Place a regular tetrahedron of side $a = 2 + 2\sqrt{6}$ in coordinates, compute the corner-sphere centers explicitly, verify each sphere has perpendicular distance $1$ to each of the three faces meeting at its corner, and confirm that all six pairs of sphere centers are exactly $2$ apart.

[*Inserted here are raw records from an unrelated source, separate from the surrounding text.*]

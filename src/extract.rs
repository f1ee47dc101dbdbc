//! Extraction of the four source categories.
//!
//! Each category carries its own filter/derive rules, selected by the
//! [`Category`] tag rather than by probing which columns a file happens to
//! contain. Column names are normalized last, so the rules address the
//! headers exactly as the ERP exports them.

use std::{fmt, path::Path};

use clap::ValueEnum;
use log::{debug, info, warn};

use crate::{
    data::{Value, normalize_header, present},
    dataset::{Cell, Dataset},
    error::EtlError,
    io_utils::{self, ReadOptions},
};

pub const QUANTITY: &str = "Cantidad";
pub const ORDER_DATE: &str = "Fecha Pedido";
pub const INVOICE_DATE: &str = "Fecha Factura";
pub const ORDER_YEAR: &str = "Año numeracion pedido";
pub const INVOICE_YEAR: &str = "Año numeracion factura";
pub const INVOICE_SERIES: &str = "Serie Factura";
pub const ORDER_SERIES: &str = "Serie";
pub const CUSTOMER_ORDER: &str = "Pedido Cliente";
pub const OBSERVATIONS: &str = "Observaciones";

/// Series 0 is the canonical numbering series; every other series is skipped.
const CANONICAL_SERIES: f64 = 0.0;

#[derive(Debug, Clone, Copy, PartialEq, Eq, Hash, ValueEnum)]
#[value(rename_all = "kebab-case")]
pub enum Category {
    Invoices,
    Clients,
    OrderLines,
    Orders,
}

impl Category {
    pub fn prefix(self) -> &'static str {
        match self {
            Category::Invoices => "ft",
            Category::Clients => "cte",
            Category::OrderLines => "lpd",
            Category::Orders => "pd",
        }
    }

    /// Directory name under the data root.
    pub fn dir_name(self) -> &'static str {
        match self {
            Category::Invoices => "facturas",
            Category::Clients => "clientes",
            Category::OrderLines => "lineas_pedidos",
            Category::Orders => "pedidos",
        }
    }
}

impl fmt::Display for Category {
    fn fmt(&self, f: &mut fmt::Formatter<'_>) -> fmt::Result {
        let label = match self {
            Category::Invoices => "invoices",
            Category::Clients => "clients",
            Category::OrderLines => "order-lines",
            Category::Orders => "orders",
        };
        f.write_str(label)
    }
}

/// Locates, reads and normalizes one category's dataset.
pub fn extract(
    directory: &Path,
    category: Category,
    options: &ReadOptions,
) -> Result<Dataset, EtlError> {
    let path = io_utils::find_source_file(directory)?;
    info!("Reading file: {}", path.display());
    let raw = io_utils::read_dataset(&path, options)?;
    let dataset = prepare(raw, category)?;
    info!(
        "Successfully extracted {} data from {}: {} rows",
        category,
        path.file_name()
            .map(|name| name.to_string_lossy().into_owned())
            .unwrap_or_default(),
        dataset.len()
    );
    Ok(dataset)
}

/// Applies the category rules to an already-read dataset and normalizes its
/// headers with the category prefix.
pub fn prepare(mut dataset: Dataset, category: Category) -> Result<Dataset, EtlError> {
    match category {
        Category::OrderLines => prepare_order_lines(&mut dataset)?,
        Category::Invoices => keep_canonical_series(&mut dataset, category, INVOICE_SERIES)?,
        Category::Orders => prepare_orders(&mut dataset)?,
        Category::Clients => {}
    }
    normalize_columns(&mut dataset, category.prefix())?;
    Ok(dataset)
}

fn require_column(dataset: &Dataset, category: Category, column: &str) -> Result<usize, EtlError> {
    dataset
        .column_index(column)
        .ok_or_else(|| EtlError::MissingColumn {
            category,
            column: column.to_string(),
        })
}

fn prepare_order_lines(dataset: &mut Dataset) -> Result<(), EtlError> {
    debug!("Processing order-line data");
    let quantity = require_column(dataset, Category::OrderLines, QUANTITY)?;
    let before = dataset.len();
    dataset.retain_rows(|row| {
        present(row[quantity].as_ref())
            .and_then(Value::as_f64)
            .is_some_and(|q| q > 0.0)
    });
    debug!(
        "Dropped {} order-line row(s) without a positive quantity",
        before - dataset.len()
    );

    for (date_column, year_column) in [(ORDER_DATE, ORDER_YEAR), (INVOICE_DATE, INVOICE_YEAR)] {
        let Some(idx) = dataset.column_index(date_column) else {
            warn!("Order-line column '{date_column}' is absent; '{year_column}' not derived");
            continue;
        };
        let parsed: Vec<Cell> = dataset
            .rows
            .iter()
            .map(|row| {
                present(row[idx].as_ref())
                    .and_then(Value::to_datetime)
                    .map(Value::DateTime)
            })
            .collect();
        let years: Vec<Cell> = parsed
            .iter()
            .map(|cell| {
                cell.as_ref()
                    .and_then(Value::year)
                    .map(|y| Value::Integer(i64::from(y)))
            })
            .collect();
        dataset.set_column(date_column, parsed);
        dataset.set_column(year_column, years);
    }
    debug!("Added numbering-year columns to order-line data");
    Ok(())
}

fn keep_canonical_series(
    dataset: &mut Dataset,
    category: Category,
    series_column: &str,
) -> Result<(), EtlError> {
    let series = require_column(dataset, category, series_column)?;
    debug!("Filtering {category} by {series_column} = 0");
    dataset.retain_rows(|row| {
        present(row[series].as_ref())
            .and_then(Value::as_f64)
            .is_some_and(|s| s == CANONICAL_SERIES)
    });
    Ok(())
}

fn prepare_orders(dataset: &mut Dataset) -> Result<(), EtlError> {
    keep_canonical_series(dataset, Category::Orders, ORDER_SERIES)?;
    let (Some(reference), Some(observations)) = (
        dataset.column_index(CUSTOMER_ORDER),
        dataset.column_index(OBSERVATIONS),
    ) else {
        warn!("Orders lack '{CUSTOMER_ORDER}' or '{OBSERVATIONS}'; reference fallback skipped");
        return Ok(());
    };
    let mut filled = 0usize;
    for row in dataset.rows.iter_mut() {
        let reference_empty = row[reference].as_ref().is_none_or(Value::is_blank);
        let has_observations = row[observations].as_ref().is_some_and(|v| !v.is_blank());
        if reference_empty && has_observations {
            row[reference] = row[observations].clone();
            filled += 1;
        }
    }
    debug!("Filled {filled} empty customer order reference(s) from observations");
    Ok(())
}

fn normalize_columns(dataset: &mut Dataset, prefix: &str) -> Result<(), EtlError> {
    dataset.rename_columns(|header| normalize_header(header, prefix));
    let mut seen = std::collections::HashSet::new();
    for column in &dataset.columns {
        if !seen.insert(column.as_str()) {
            return Err(EtlError::DuplicateColumn {
                column: column.clone(),
            });
        }
    }
    Ok(())
}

Set $a = 2 + 2\sqrt{6}$ , vertices $A,B,C,D$ scaled accordingly.
For each vertex, walk along the axis toward the centroid until the perpendicular distance to an adjacent face is $1$ .
Check perpendicular distance to all three adjacent faces is $1$ at that point.
Check every pair of sphere centers is at distance $2$ .

import numpy as np
a = 2 + 2 * np.sqrt(6)
scale = a / (2 * np.sqrt(2))
v = scale * np.array([
    [1, 1, 1], [1, -1, -1], [-1, 1, -1], [-1, -1, 1],
], dtype=float)
centroid = v.mean(axis=0)

def out_normal(p, q, r, inside):
    n = np.cross(q - p, r - p); n /= np.linalg.norm(n)
    if np.dot(n, (p + q + r) / 3 - inside) < 0:
        n = -n
    return n

faces = [(0,1,2),(0,1,3),(0,2,3),(1,2,3)]
def corner_sphere(i):
    axis = centroid - v[i]; axis /= np.linalg.norm(axis)
    adj = [f for f in faces if i in f][0]
    n = out_normal(v[adj[0]], v[adj[1]], v[adj[2]], centroid)
    d = -1 / np.dot(axis, n)  # perp dist to face = 1
    return v[i] + d * axis

centers = [corner_sphere(i) for i in range(4)]
# distances between centers
for i in range(4):
    for j in range(i + 1, 4):
        print(f"|S{i}S{j}| =", round(np.linalg.norm(centers[i] - centers[j]), 6))
# all should print 2.0

All six pairs of sphere centers come out at distance exactly $2$ , confirming the spheres are mutually tangent at the boxed edge length.